Ön ödemeli konut satış sözleşmelerinde tüketici tarafından cayma hakkının kullanılması halinde önemli olan bir diğer husus, ön ödemeli konut satış sözleşmesinin konusu olan taşınmaz satış bedelinin bağlı kredi sözleşmesi ile finanse ediliyor olması halidir. Cayma hakkını kullanan tüketici, ön ödemeli konut satış sözleşmesini geçmişe etkili olarak sona erdirmiş olmaktadır. Böyle bir durumda, taşınmaz satış bedelinin finanse edilmesine ilişkin tüketici ile konut finansman kuruluşu arasında yapılan bağlı kredi sözleşmesinin akıbetinin ne olacağı sorusu ön plana çıkmaktadır. TKHK 43.maddesi konuya ilişkin açık bir hüküm ihtiva etmektedir. Buna göre; taşınmazın kısmen veya tamamen bağlı krediyle alınması durumunda bağlı kredi sözleşmesi, sözleşmenin kurulduğu tarihte hüküm doğurmak üzere on dört günlük cayma hakkı süresi sonunda yürürlüğe girer. Ayrıca bu durumda konut finansmanı kuruluşu cayma hakkı süresi içinde tüketiciden faiz, komisyon, yasal yükümlülük ve benzeri isimler altında hiçbir masraf talep edemez. Dolayısıyla bağlı kredi sözleşmesinin yürürlük tarihi Kanun uyarınca tüketicinin ön ödemeli konut satış sözleşmesinden cayma hakkı süresinin sonu olarak belirlenmiştir. Diğer bir ifade ile, Kanun bağlı kredi sözleşmesinin hüküm ve sonuç doğurmasını, tüketicinin ön ödemeli sözleşmeden caymamış olması geciktirici koşuluna bağlanmaktadır.
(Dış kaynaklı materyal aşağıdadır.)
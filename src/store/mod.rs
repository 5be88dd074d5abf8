//! The catalog port: read/write access to the remote store, one operation
//! per resource kind, with an HTTP backend for production and an in-memory
//! backend for tests and dry runs.

use async_trait::async_trait;
use serde::{Deserialize, Serialize};
use uuid::Uuid;

use crate::common::error::Result;
use crate::domain::{Actor, Concept, ToolEntry};

pub mod http;
pub mod in_memory;

/// A source catalog record as known to the remote store.
#[derive(Debug, Clone, Serialize, Deserialize)]
#[serde(rename_all = "camelCase")]
pub struct SourceRecord {
    pub id: i64,
    pub label: String,
    pub url: String,
    #[serde(default, skip_serializing_if = "Option::is_none")]
    pub url_template: Option<String>,
}

/// Handle returned by the media import endpoint.
#[derive(Debug, Clone, Deserialize)]
#[serde(rename_all = "camelCase")]
pub struct MediaHandle {
    pub media_id: Uuid,
}

/// A catalog item as returned by item-search.
#[derive(Debug, Clone, Deserialize)]
#[serde(rename_all = "camelCase")]
pub struct ItemSummary {
    pub id: i64,
    #[serde(default)]
    pub persistent_id: Option<String>,
    pub label: String,
    #[serde(default)]
    pub last_info_update: Option<String>,
}

#[derive(Debug, Clone, Copy, PartialEq, Eq)]
pub enum ConceptKind {
    Keyword,
    License,
}

impl ConceptKind {
    pub fn as_query(&self) -> &'static str {
        match self {
            ConceptKind::Keyword => "keyword",
            ConceptKind::License => "license",
        }
    }
}

/// Read/write endpoints of the catalog, as used by the resolver and the
/// decider. Lookup misses are `Ok(None)` / empty vectors; anything else that
/// goes wrong is an error, never silently "not found".
#[async_trait]
pub trait CatalogStore: Send + Sync {
    async fn find_source_by_url(&self, url: &str) -> Result<Option<SourceRecord>>;
    async fn create_source(
        &self,
        label: &str,
        url: &str,
        url_template: Option<&str>,
    ) -> Result<SourceRecord>;

    async fn search_actors(&self, name: &str) -> Result<Vec<Actor>>;
    async fn create_actor(&self, actor: &Actor) -> Result<Actor>;

    async fn search_concepts(&self, query: &str, kind: ConceptKind) -> Result<Vec<Concept>>;
    /// Mint a new keyword concept. Licenses are never minted.
    async fn create_keyword_concept(&self, concept: &Concept) -> Result<Concept>;

    async fn import_thumbnail(&self, source_url: &str) -> Result<MediaHandle>;

    /// Find candidate tool entries by label within a source. Exact-match
    /// disambiguation is the decider's job.
    async fn search_items(&self, label: &str, source_label: &str) -> Result<Vec<ItemSummary>>;
    async fn create_tool(&self, entry: &ToolEntry) -> Result<ItemSummary>;
    async fn update_tool(&self, id: i64, entry: &ToolEntry) -> Result<ItemSummary>;
}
Ön ödemeli konut satış sözleşmelerinde tüketici tarafından cayma hakkının kullanılması halinde gündeme gelebilecek bir diğer konu cayma hakkının kullanılmasının bina tamamlama sigortalarına etkisidir. Ön ödemeli konut satış sözleşmesinde, konutun devir veya teslimi yapılana kadar, tüketici tarafından yapılan ön ödemelerin güvence altına alınması gibi çeşitli problemler yaşanabilmektedir. Tüketici mağduriyetlerini önlemek ve tüketiciye bu konuda koruma sağlamak üzere kanun koyucu, TKHK’nun 42. maddesinde bina tamamlama sigortasına ilişkin düzenlemeye yer vermiştir. Buna göre; Bakanlıkça projedeki konut adedi ya da projenin toplam bedeli kriterine göre belirlenecek büyüklüğün üzerindeki projeler için satıcının ön ödemeli konut satışına başlamadan önce; kapsamı, koşulları ve uygulama esasları Hazine Müsteşarlığınca belirlenen bina tamamlama sigortası yaptırması veya Bakanlıkça belirlenen diğer teminat ve şartları sağlaması zorunludur. Ayrıca bina tamamlama sigortası kapsamında sağlanan tazminat, teminat ve benzeri güvenceler iflas veya tasfiye masasına dâhil edilemeyeceği ve haczolunamayacağı gibi üzerlerine ihtiyati tedbir ve ihtiyati haciz de konulamaz.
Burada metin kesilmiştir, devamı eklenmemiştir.